AIM OF THE EXERCISE: If a line of the data below contains the string "separator", count it, then state the total alone.

___ EXCERPTED DATA

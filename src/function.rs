//! Callable values: user functions (closures) and host-provided natives.

use std::cell::RefCell;
use std::fmt;
use std::rc::Rc;

use chrono::Utc;
use log::debug;

use crate::ast::FunctionDecl;
use crate::class::LoxInstance;
use crate::environment::{CapturedScopes, EnvRef, Environment};
use crate::value::Value;

/// A user-defined function or method paired with the scope it was declared
/// in.
pub struct LoxFunction {
    pub declaration: Rc<FunctionDecl>,
    pub closure: EnvRef,

    /// `init` methods always hand back `this`, whatever their body returns.
    pub is_initializer: bool,
}

impl LoxFunction {
    pub fn new(declaration: Rc<FunctionDecl>, closure: EnvRef, is_initializer: bool) -> Self {
        Self {
            declaration,
            closure,
            is_initializer,
        }
    }

    pub fn name(&self) -> &str {
        &self.declaration.name.lexeme
    }

    pub fn arity(&self) -> usize {
        self.declaration.params.len()
    }

    /// Produce a copy of this method whose closure binds `this` to
    /// `instance`, so the method keeps its receiver when passed around.
    ///
    /// The new scope is registered with `captured`: storing the bound method
    /// on its own instance would otherwise leave an unreachable cycle.
    pub fn bind(
        &self,
        instance: Rc<RefCell<LoxInstance>>,
        captured: &mut CapturedScopes,
    ) -> LoxFunction {
        debug!("Binding method '{}' to an instance", self.name());

        let env = Environment::child_of(&self.closure);
        env.borrow_mut().define("this", Value::Instance(instance));
        captured.track(&env);

        LoxFunction::new(Rc::clone(&self.declaration), env, self.is_initializer)
    }
}

// The closure may (indirectly) contain this very function, so never recurse
// into it when formatting.
impl fmt::Debug for LoxFunction {
    fn fmt(&self, f: &mut fmt::Formatter<'_>) -> fmt::Result {
        f.debug_struct("LoxFunction")
            .field("name", &self.name())
            .field("arity", &self.arity())
            .field("is_initializer", &self.is_initializer)
            .finish()
    }
}

/// Signature of a host function.  Errors are plain messages; the interpreter
/// attaches the call-site line.
pub type NativeFn = fn(&[Value]) -> Result<Value, String>;

/// A function implemented by the host.
#[derive(Debug)]
pub struct NativeFunction {
    pub name: &'static str,
    pub arity: usize,
    pub func: NativeFn,
}

impl NativeFunction {
    pub const fn new(name: &'static str, arity: usize, func: NativeFn) -> Self {
        Self { name, arity, func }
    }
}

/// The natives every fresh global environment is seeded with.
pub fn natives() -> Vec<NativeFunction> {
    vec![
        NativeFunction::new("arrayLength", 1, array_length),
        NativeFunction::new("clock", 0, clock),
        NativeFunction::new("floor", 1, floor),
        NativeFunction::new("stringSplit", 2, string_split),
        NativeFunction::new("stringToNumber", 1, string_to_number),
    ]
}

/// Seconds since the Unix epoch, with sub-second precision.
fn clock(_args: &[Value]) -> Result<Value, String> {
    let micros = Utc::now().timestamp_micros();

    Ok(Value::Number(micros as f64 / 1_000_000.0))
}

fn array_length(args: &[Value]) -> Result<Value, String> {
    match args.first() {
        Some(Value::Array(items)) => Ok(Value::Number(items.len() as f64)),
        Some(other) => Err(format!(
            "Expected an array argument but got {}.",
            other.type_name()
        )),
        None => Err("Expected 1 argument but got 0.".to_string()),
    }
}

/// Splits on a literal separator.  An empty separator yields the characters;
/// trailing empty pieces are dropped unless the separator never occurs.
fn string_split(args: &[Value]) -> Result<Value, String> {
    let (text, separator) = match args {
        [Value::String(text), Value::String(separator)] => (text, separator),
        [Value::String(_), other] | [other, _] => {
            return Err(format!(
                "Expected a string argument but got {}.",
                other.type_name()
            ))
        }
        _ => return Err(format!("Expected 2 arguments but got {}.", args.len())),
    };

    let mut pieces: Vec<Value> = if text.is_empty() || !text.contains(separator.as_str()) {
        vec![Value::String(text.clone())]
    } else if separator.is_empty() {
        text.chars().map(|c| Value::String(c.to_string())).collect()
    } else {
        text.split(separator.as_str())
            .map(|piece| Value::String(piece.to_string()))
            .collect()
    };

    if !separator.is_empty() && pieces.len() > 1 {
        while matches!(pieces.last(), Some(Value::String(piece)) if piece.is_empty()) {
            pieces.pop();
        }
    }

    Ok(Value::Array(Rc::new(pieces)))
}

fn floor(args: &[Value]) -> Result<Value, String> {
    match args.first() {
        Some(Value::Number(n)) => Ok(Value::Number(n.floor())),
        Some(other) => Err(format!(
            "Expected a number argument but got {}.",
            other.type_name()
        )),
        None => Err("Expected 1 argument but got 0.".to_string()),
    }
}

fn string_to_number(args: &[Value]) -> Result<Value, String> {
    match args.first() {
        Some(Value::String(s)) => s
            .trim()
            .parse::<f64>()
            .map(Value::Number)
            .map_err(|_| format!("Cannot convert '{}' to number.", s)),
        Some(other) => Err(format!(
            "Expected a string argument but got {}.",
            other.type_name()
        )),
        None => Err("Expected 1 argument but got 0.".to_string()),
    }
}
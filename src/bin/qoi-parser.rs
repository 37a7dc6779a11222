use std::fs;
use std::path::PathBuf;

use clap::{Parser, Subcommand};

use qoiparser::{decode, encode, ppm_read, ppm_write};

#[derive(Debug, Parser)]
#[command(author, version, about = "Convert between PPM and QOI images")]
struct Args {
    #[command(subcommand)]
    command: Command,
}

#[derive(Debug, Subcommand)]
enum Command {
    /// Encode a binary PPM (P6) file into a QOI file.
    Encode {
        input: PathBuf,
        output: PathBuf,
        /// Tag the output as all-linear-channels instead of sRGB with linear alpha.
        #[arg(long)]
        linear: bool,
    },
    /// Decode a QOI file into a binary PPM (P6) file.
    Decode { input: PathBuf, output: PathBuf },
}

fn main() -> anyhow::Result<()> {
    let args = Args::parse();

    match args.command {
        Command::Encode {
            input,
            output,
            linear,
        } => {
            let ppm_bytes = fs::read(&input)?;
            let (width, height, pixels) = ppm_read(&ppm_bytes)?;
            let qoi_bytes = encode(&pixels, width, height, false, linear)?;
            fs::write(&output, &qoi_bytes)?;
            println!(
                "encoded {width}x{height} PPM ({} bytes) into {} bytes of QOI",
                ppm_bytes.len(),
                qoi_bytes.len()
            );
        }
        Command::Decode { input, output } => {
            let qoi_bytes = fs::read(&input)?;
            let image = decode(&qoi_bytes)?;
            let ppm_bytes = ppm_write(image.width, image.height, &image.pixels, true);
            fs::write(&output, &ppm_bytes)?;
            println!(
                "decoded {}x{} QOI ({} bytes) into {} bytes of PPM",
                image.width,
                image.height,
                qoi_bytes.len(),
                ppm_bytes.len()
            );
        }
    }

    Ok(())
}
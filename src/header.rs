//! The 14-byte QOI file header: magic, dimensions, channel count, colorspace tag.

use byteorder::{BigEndian, ReadBytesExt};
use std::io::Cursor;

use crate::error::DecodeError;

pub const HEADER_SIZE: usize = 14;
pub const MAGIC: [u8; 4] = *b"qoif";
pub const TERMINATOR: [u8; 8] = [0, 0, 0, 0, 0, 0, 0, 1];

/// Whether an image stores an alpha channel (`channels == 4`) or not (`channels == 3`).
#[derive(Debug, Clone, Copy, PartialEq, Eq)]
pub enum Channels {
    Rgb = 3,
    Rgba = 4,
}

impl Channels {
    pub const fn has_alpha(self) -> bool {
        matches!(self, Channels::Rgba)
    }

    pub const fn from_has_alpha(has_alpha: bool) -> Self {
        if has_alpha {
            Channels::Rgba
        } else {
            Channels::Rgb
        }
    }

    pub const fn byte_value(self) -> u8 {
        self as u8
    }
}

impl TryFrom<u8> for Channels {
    type Error = DecodeError;

    fn try_from(value: u8) -> Result<Self, Self::Error> {
        match value {
            3 => Ok(Channels::Rgb),
            4 => Ok(Channels::Rgba),
            other => Err(DecodeError::MalformedHeader(format!(
                "channels must be 3 or 4, got {other}"
            ))),
        }
    }
}

/// The colorspace tag. Purely informational: the codec never transforms
/// channel values based on it.
#[derive(Debug, Clone, Copy, PartialEq, Eq)]
pub enum Colorspace {
    Srgb = 0,
    Linear = 1,
}

impl Colorspace {
    pub const fn is_all_linear(self) -> bool {
        matches!(self, Colorspace::Linear)
    }

    pub const fn from_all_linear(all_linear: bool) -> Self {
        if all_linear {
            Colorspace::Linear
        } else {
            Colorspace::Srgb
        }
    }

    pub const fn byte_value(self) -> u8 {
        self as u8
    }
}

impl TryFrom<u8> for Colorspace {
    type Error = DecodeError;

    fn try_from(value: u8) -> Result<Self, Self::Error> {
        match value {
            0 => Ok(Colorspace::Srgb),
            1 => Ok(Colorspace::Linear),
            other => Err(DecodeError::MalformedHeader(format!(
                "colorspace must be 0 or 1, got {other}"
            ))),
        }
    }
}

/// Parsed (or to-be-emitted) QOI file header.
#[derive(Debug, Clone, Copy, PartialEq, Eq)]
pub struct Header {
    pub width: u32,
    pub height: u32,
    pub channels: Channels,
    pub colorspace: Colorspace,
}

impl Header {
    pub fn new(width: u32, height: u32, has_alpha: bool, all_linear: bool) -> Self {
        Header {
            width,
            height,
            channels: Channels::from_has_alpha(has_alpha),
            colorspace: Colorspace::from_all_linear(all_linear),
        }
    }

    pub const fn has_alpha(&self) -> bool {
        self.channels.has_alpha()
    }

    pub const fn all_linear(&self) -> bool {
        self.colorspace.is_all_linear()
    }

    pub fn pixel_count(&self) -> usize {
        self.width as usize * self.height as usize
    }

    /// Parses the 14-byte header out of the front of `bytes`.
    ///
    /// Rejects: length < 14; magic mismatch; channels not in {3,4};
    /// colorspace not in {0,1}; width or height zero.
    pub fn parse(bytes: &[u8]) -> Result<Self, DecodeError> {
        if bytes.len() < HEADER_SIZE {
            return Err(DecodeError::MalformedHeader(format!(
                "need {HEADER_SIZE} header bytes, got {}",
                bytes.len()
            )));
        }

        let mut cursor = Cursor::new(&bytes[..HEADER_SIZE]);

        let mut magic = [0u8; 4];
        for slot in magic.iter_mut() {
            *slot = cursor
                .read_u8()
                .map_err(|e| DecodeError::MalformedHeader(e.to_string()))?;
        }
        if magic != MAGIC {
            return Err(DecodeError::MalformedHeader(format!(
                "magic bytes must be \"qoif\", got {magic:?}"
            )));
        }

        let width = cursor
            .read_u32::<BigEndian>()
            .map_err(|e| DecodeError::MalformedHeader(e.to_string()))?;
        let height = cursor
            .read_u32::<BigEndian>()
            .map_err(|e| DecodeError::MalformedHeader(e.to_string()))?;

        if width == 0 || height == 0 {
            return Err(DecodeError::MalformedHeader(
                "width and height must both be non-zero".to_string(),
            ));
        }

        let channels: Channels = cursor
            .read_u8()
            .map_err(|e| DecodeError::MalformedHeader(e.to_string()))?
            .try_into()?;
        let colorspace: Colorspace = cursor
            .read_u8()
            .map_err(|e| DecodeError::MalformedHeader(e.to_string()))?
            .try_into()?;

        Ok(Header {
            width,
            height,
            channels,
            colorspace,
        })
    }

    /// Packs the header into its canonical 14-byte encoding.
    pub fn to_bytes(self) -> [u8; HEADER_SIZE] {
        let mut out = [0u8; HEADER_SIZE];
        out[0..4].copy_from_slice(&MAGIC);
        out[4..8].copy_from_slice(&self.width.to_be_bytes());
        out[8..12].copy_from_slice(&self.height.to_be_bytes());
        out[12] = self.channels.byte_value();
        out[13] = self.colorspace.byte_value();
        out
    }
}
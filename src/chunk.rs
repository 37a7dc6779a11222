//! The six QOI chunk forms, as a closed tagged variant, plus the packing and
//! parsing logic shared by the encoder and decoder.
//!
//! Keeping this as one `match`-exhaustive enum (rather than the stringly-typed
//! dispatch of the format's reference implementations) means the compiler
//! flags any chunk form the encoder's precedence rule or the decoder's
//! dispatch forgets to handle.

use crate::error::DecodeError;

pub const TAG_RGB: u8 = 0xFE;
pub const TAG_RGBA: u8 = 0xFF;
pub const TAG_INDEX: u8 = 0x00; // top 2 bits
pub const TAG_DIFF: u8 = 0x40; // top 2 bits
pub const TAG_LUMA: u8 = 0x80; // top 2 bits
pub const TAG_RUN: u8 = 0xC0; // top 2 bits
const TWO_BIT_MASK: u8 = 0xC0;

/// Maximum run length a single `QOI_OP_RUN` chunk can carry. 63 and 64 are
/// reserved by `QOI_OP_RGB`/`QOI_OP_RGBA`.
pub const MAX_RUN: u8 = 62;

/// One decoded (or about-to-be-encoded) chunk.
#[derive(Debug, Clone, Copy, PartialEq, Eq)]
pub enum Chunk {
    Index { index: u8 },
    Diff { dr: i8, dg: i8, db: i8 },
    Luma { dg: i8, dr_dg: i8, db_dg: i8 },
    Run { length: u8 },
    Rgb { r: u8, g: u8, b: u8 },
    Rgba { r: u8, g: u8, b: u8, a: u8 },
}

impl Chunk {
    /// Appends this chunk's packed bytes to `out`.
    pub fn write_to(self, out: &mut Vec<u8>) {
        match self {
            Chunk::Index { index } => {
                debug_assert!(index <= 63, "QOI_OP_INDEX allowed range is [0, 63]");
                out.push(TAG_INDEX | index);
            }
            Chunk::Diff { dr, dg, db } => {
                debug_assert!(
                    (-2..=1).contains(&dr) && (-2..=1).contains(&dg) && (-2..=1).contains(&db),
                    "QOI_OP_DIFF all deltas must be in range [-2, 1]"
                );
                let br = bias(dr, 2);
                let bg = bias(dg, 2);
                let bb = bias(db, 2);
                out.push(TAG_DIFF | (br << 4) | (bg << 2) | bb);
            }
            Chunk::Luma { dg, dr_dg, db_dg } => {
                debug_assert!(
                    (-32..=31).contains(&dg),
                    "QOI_OP_LUMA green delta must be in range [-32, 31]"
                );
                debug_assert!(
                    (-8..=7).contains(&dr_dg) && (-8..=7).contains(&db_dg),
                    "QOI_OP_LUMA red, blue offsets from green must be in range [-8, 7]"
                );
                let bg = bias(dg, 32);
                let br = bias(dr_dg, 8);
                let bb = bias(db_dg, 8);
                out.push(TAG_LUMA | bg);
                out.push((br << 4) | bb);
            }
            Chunk::Run { length } => {
                debug_assert!(
                    (1..=MAX_RUN).contains(&length),
                    "QOI_OP_RUN allowed range is [1, 62]"
                );
                out.push(TAG_RUN | (length - 1));
            }
            Chunk::Rgb { r, g, b } => {
                out.push(TAG_RGB);
                out.push(r);
                out.push(g);
                out.push(b);
            }
            Chunk::Rgba { r, g, b, a } => {
                out.push(TAG_RGBA);
                out.push(r);
                out.push(g);
                out.push(b);
                out.push(a);
            }
        }
    }

    /// Parses the chunk beginning at `bytes[0]`, returning it and the number
    /// of bytes consumed.
    ///
    /// 8-bit tags (`0xFE`, `0xFF`) are checked before the 2-bit tags, since
    /// both have their top two bits set to `11` and would otherwise be
    /// mistaken for `QOI_OP_RUN` with an illegal length of 63 or 64.
    pub fn parse(bytes: &[u8], offset: usize) -> Result<(Chunk, usize), DecodeError> {
        let need = |n: usize| -> Result<(), DecodeError> {
            if bytes.len() < offset + n {
                Err(DecodeError::TruncatedInput {
                    offset,
                    needed: offset + n - bytes.len(),
                })
            } else {
                Ok(())
            }
        };

        need(1)?;
        let tag = bytes[offset];

        if tag == TAG_RGB {
            need(4)?;
            return Ok((
                Chunk::Rgb {
                    r: bytes[offset + 1],
                    g: bytes[offset + 2],
                    b: bytes[offset + 3],
                },
                4,
            ));
        }
        if tag == TAG_RGBA {
            need(5)?;
            return Ok((
                Chunk::Rgba {
                    r: bytes[offset + 1],
                    g: bytes[offset + 2],
                    b: bytes[offset + 3],
                    a: bytes[offset + 4],
                },
                5,
            ));
        }

        match tag & TWO_BIT_MASK {
            TAG_INDEX => Ok((
                Chunk::Index {
                    index: tag & 0x3F,
                },
                1,
            )),
            TAG_DIFF => {
                let dr = unbias((tag >> 4) & 0x03, 2);
                let dg = unbias((tag >> 2) & 0x03, 2);
                let db = unbias(tag & 0x03, 2);
                Ok((Chunk::Diff { dr, dg, db }, 1))
            }
            TAG_LUMA => {
                need(2)?;
                let b2 = bytes[offset + 1];
                let dg = unbias(tag & 0x3F, 32);
                let dr_dg = unbias((b2 >> 4) & 0x0F, 8);
                let db_dg = unbias(b2 & 0x0F, 8);
                Ok((
                    Chunk::Luma {
                        dg,
                        dr_dg,
                        db_dg,
                    },
                    2,
                ))
            }
            TAG_RUN => Ok((
                Chunk::Run {
                    length: (tag & 0x3F) + 1,
                },
                1,
            )),
            _ => unreachable!("top 2 bits only take 4 values, all handled above"),
        }
    }
}

/// Wraps a signed delta in `[-bound, bound-1]` into an unsigned value in
/// `[0, 2*bound-1]` by adding `bound`.
fn bias(value: i8, bound: i16) -> u8 {
    (value as i16 + bound) as u8
}

/// Inverse of [`bias`]: given a `width`-bit unsigned field and its bias, recovers
/// the signed delta.
fn unbias(value: u8, bound: i16) -> i8 {
    (value as i16 - bound) as i8
}

/// Interprets `current.wrapping_sub(previous)` as an 8-bit two's-complement delta.
#[inline]
pub fn wrapping_delta(current: u8, previous: u8) -> i8 {
    current.wrapping_sub(previous) as i8
}

/// Applies a signed delta to a channel with 8-bit wrap-around.
#[inline]
pub fn apply_delta(base: u8, delta: i8) -> u8 {
    base.wrapping_add(delta as u8)
}

/// Tries to express `(dr, dg, db)` as `QOI_OP_DIFF`; `None` if any component
/// falls outside `[-2, 1]`.
pub fn try_diff(dr: i8, dg: i8, db: i8) -> Option<Chunk> {
    if (-2..=1).contains(&dr) && (-2..=1).contains(&dg) && (-2..=1).contains(&db) {
        Some(Chunk::Diff { dr, dg, db })
    } else {
        None
    }
}

/// Tries to express `(dr, dg, db)` as `QOI_OP_LUMA`; `None` if the green delta
/// falls outside `[-32, 31]` or either red/blue-relative-to-green offset falls
/// outside `[-8, 7]`.
pub fn try_luma(dr: i8, dg: i8, db: i8) -> Option<Chunk> {
    let dr_dg = dr.wrapping_sub(dg);
    let db_dg = db.wrapping_sub(dg);
    if (-32..=31).contains(&dg) && (-8..=7).contains(&dr_dg) && (-8..=7).contains(&db_dg) {
        Some(Chunk::Luma { dg, dr_dg, db_dg })
    } else {
        None
    }
}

______

ANSWER SECTION: 8